JL: I have been interested in the mechanics of the voice for as long as I can remember, even as a child listening to professional singers, in my own vocal training and as an accompanist.  However, it was during my undergraduate years when I discovered the experimental vocal repertoire of the 1950/60s that I became immersed in that field, ultimately aiming towards working in opera.  In recent years, I’ve been focusing on the instrumental writing that goes alongside the voice – the ideal is both together rather than one or the other.

AHN: Much of your writing – whether instrumental or vocal – includes a lot of ‘extended techniques’. Composers today are surrounded – both in every day life and more and more in the repertoire – by extra-musical sounds. Do they influence you and are they significant to your work?

JL: I see the extended vocal techniques I use as intrinsic to the voice rather than an extra-musical sound.  Lyrical singing is a powerful vehicle but there is an array of other sounds available in the colour-palette of the voice.  Some of these extended techniques may be associated with everyday sounds but they are heightened on the developed voice of a classically-trained singer.   I do have a penchant for using found percussion instruments and techniques used by such composers as Lachenmann but ultimately, the aim is for these sounds to be inherent to the music and applied at a developed level to enhance the timbral or theatrical output of the piece.

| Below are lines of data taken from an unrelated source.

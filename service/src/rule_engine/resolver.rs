//! Dependency ordering for rule sets
//!
//! Produces a linear order in which every rule follows the rules named in
//! its `dependencies`. Uses a depth-first traversal with a "visiting" set
//! for cycle detection and a "visited" set for memoized completion, driven
//! by an explicit stack so that deep rule chains cannot overflow the call
//! stack.

use std::collections::{HashMap, HashSet};
use std::sync::Arc;
use validation_core::error::{Result, SolarValidationError};

use super::ValidationRule;

/// Orders rules so that prerequisites come first
#[derive(Debug, Clone, Copy, Default)]
pub struct DependencyResolver;

impl DependencyResolver {
    /// Create a resolver
    #[must_use]
    pub fn new() -> Self {
        Self
    }

    /// Order `rules` by their declared dependencies
    ///
    /// Dependencies naming a rule outside `rules` are ignored; such rules are
    /// immediately eligible. Input order is preserved wherever dependencies
    /// allow, and repeated ids keep their first occurrence.
    ///
    /// # Errors
    ///
    /// Returns `SolarValidationError::CycleDetected` naming the rule that
    /// closes the cycle. No partial order is returned.
    pub fn resolve(&self, rules: &[Arc<ValidationRule>]) -> Result<Vec<Arc<ValidationRule>>> {
        let mut index: HashMap<&str, usize> = HashMap::with_capacity(rules.len());
        for (position, rule) in rules.iter().enumerate() {
            index.entry(rule.id.as_str()).or_insert(position);
        }

        let mut order = Vec::with_capacity(index.len());
        let mut visited: HashSet<usize> = HashSet::with_capacity(index.len());
        let mut visiting: HashSet<usize> = HashSet::new();
        // (rule position, next dependency to inspect)
        let mut stack: Vec<(usize, usize)> = Vec::new();

        for start in 0..rules.len() {
            if visited.contains(&start) || index.get(rules[start].id.as_str()) != Some(&start) {
                continue;
            }

            visiting.insert(start);
            stack.push((start, 0));

            while let Some(top) = stack.last_mut() {
                let node = top.0;
                let dependencies = &rules[node].dependencies;

                if top.1 < dependencies.len() {
                    let dependency = dependencies[top.1].as_str();
                    top.1 += 1;

                    let Some(&next) = index.get(dependency) else {
                        continue;
                    };
                    if visited.contains(&next) {
                        continue;
                    }
                    if visiting.contains(&next) {
                        let cycle_start = stack
                            .iter()
                            .position(|(position, _)| *position == next)
                            .unwrap_or(0);
                        let mut path: Vec<String> = stack[cycle_start..]
                            .iter()
                            .map(|(position, _)| rules[*position].id.clone())
                            .collect();
                        path.push(rules[next].id.clone());
                        return Err(SolarValidationError::CycleDetected {
                            rule_id: rules[next].id.clone(),
                            path,
                        });
                    }

                    visiting.insert(next);
                    stack.push((next, 0));
                } else {
                    stack.pop();
                    visiting.remove(&node);
                    visited.insert(node);
                    order.push(Arc::clone(&rules[node]));
                }
            }
        }

        Ok(order)
    }
}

AHN: Seeing the distance between your first solo piano work and the music you are writing today, do you recognise any elements of a ‘personal style’ in The Hungry Caterpillar?

JL: The whimsical and playful nature of this piece is still present in my work, as is the use of tone rows and interest in rhythmic facets, plus an unexplained fixation with minor 9ths/2nds!

AHN: I know Adam has been enjoying those!  Looking ahead, tell us a bit about what you’ve got going on in 2014?

JL: I’ve been working on a commission for English National Opera since April 2013, which will keep me occupied through 2014.  I am also engaged in a commission for dynamic mezzo-soprano Lucy Schaufer and ensemble, plus some instrumental works in the pipeline.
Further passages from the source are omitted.